I think that’s all I have for now. I’m potentially about to come upon some money so I hope to spend a bunch of it on water before I run out and then I’ll run a series of experiments that should take me through the semester.

Arabidopsis growth setup

I don’t believe I have time this semester to adapt Arabidopsis to D2O, but I might as well get started and hope I can carry out my experiments this summer and beyond. With that said, I’ll also be looking for morphological affects of D2O on the plants. So I’m starting the growth now and let’s see what observations I can make by March.

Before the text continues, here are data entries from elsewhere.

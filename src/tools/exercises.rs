//! Exercise catalog MCP Tools

use crate::db::Database;
use crate::metrics::ExerciseCategory;
use crate::models::{Exercise, ExerciseCreate};

/// Add an exercise to the catalog
pub fn add_exercise(
    db: &Database,
    name: &str,
    category: &str,
    description: Option<&str>,
    primary_muscle: Option<&str>,
    equipment_type: Option<&str>,
    difficulty_level: Option<&str>,
) -> Result<Exercise, String> {
    let category = ExerciseCategory::from_str(category).ok_or_else(|| {
        format!("Invalid category: '{}'. Valid categories: compound, isolation", category)
    })?;

    if name.trim().is_empty() {
        return Err("Exercise name must not be empty".to_string());
    }

    let conn = db.get_conn().map_err(|e| format!("Database error: {}", e))?;

    if let Some(existing) = Exercise::get_by_name(&conn, name)
        .map_err(|e| format!("Database error: {}", e))?
    {
        return Err(format!("Exercise '{}' already exists with id {}", existing.name, existing.id));
    }

    Exercise::create(&conn, &ExerciseCreate {
        name: name.to_string(),
        description: description.map(String::from),
        primary_muscle: primary_muscle.map(String::from),
        equipment_type: equipment_type.map(String::from),
        category,
        difficulty_level: difficulty_level.map(String::from),
    })
    .map_err(|e| format!("Failed to create exercise: {}", e))
}

/// Get a catalog exercise by ID
pub fn get_exercise(db: &Database, id: i64) -> Result<Option<Exercise>, String> {
    let conn = db.get_conn().map_err(|e| format!("Database error: {}", e))?;

    Exercise::get_by_id(&conn, id).map_err(|e| format!("Failed to get exercise: {}", e))
}
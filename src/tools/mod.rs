//! Ironlog Tools module
//!
//! MCP tool implementations for workout and body measurement tracking.

pub mod estimates;
pub mod exercises;
pub mod measurements;
pub mod status;
pub mod templates;
pub mod users;
pub mod workouts;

Cleaning the seeds (protocol provided by Pedro Nunes):

  1. Place seeds in microcentrifuge tube.
  2. Wash with 4:1 ethanol to bleach solution. (I used 1ml of this mixture)
  3. Let sit for 10 min.
  4. Pipette out mixture.
  5. Wash twice with 100% ethanol, and discard ethanol.
  6. Let the ethanol evaporate.

The seeds will sink to the bottom so it is fairly easy to pipette any liquid in the tube. After step 6 I’ll add some water so I can pipette the seeds into their growth media.

Preparing the growth media:

I originally intended to grow seeds in 5 different mixtures of D2O/DDW, but I spilled one so now I’m doing 4: 0% D2O, 10% D2O, 60% D2O, and 99.9% D2O (I spilled the 5% D2O mixture).

  1. Measure 50ml of D2O and 50ml of DDW
  2. Add 0.22g of MS media to each tube
  3. Mix water in 15ml amounts in small beakers/flasks
    • 0% D2O – 0ml D2O, 15ml DDW
    • 10% D2O – 1.5ml D2O, 13.5ml DDW
    • 60% D2O – 9ml D2O, 6ml DDW
    • 99.9% D2O – 15ml D2O, 0ml DDW
  4. Add 0.15g agar (to make 1% gel)
  5. Heat to dissolve agar
  6. Pour 5ml amounts into test tubes
  7. Allow to cool for gel to solidify

There are three samples per water mixture. Make sure you label your tubes.

Planting the seeds:

After cleaning the seeds use a pipetter to add 3 seeds to each sample. The seeds are small enough to fit in the tiny tips. I’ve read that you can place the seeds on the surface of the growth media, but in my (limited) experience that doesn’t work. As an alternative, I plunge the tip a few millimeters below the surface and drop the seeds there.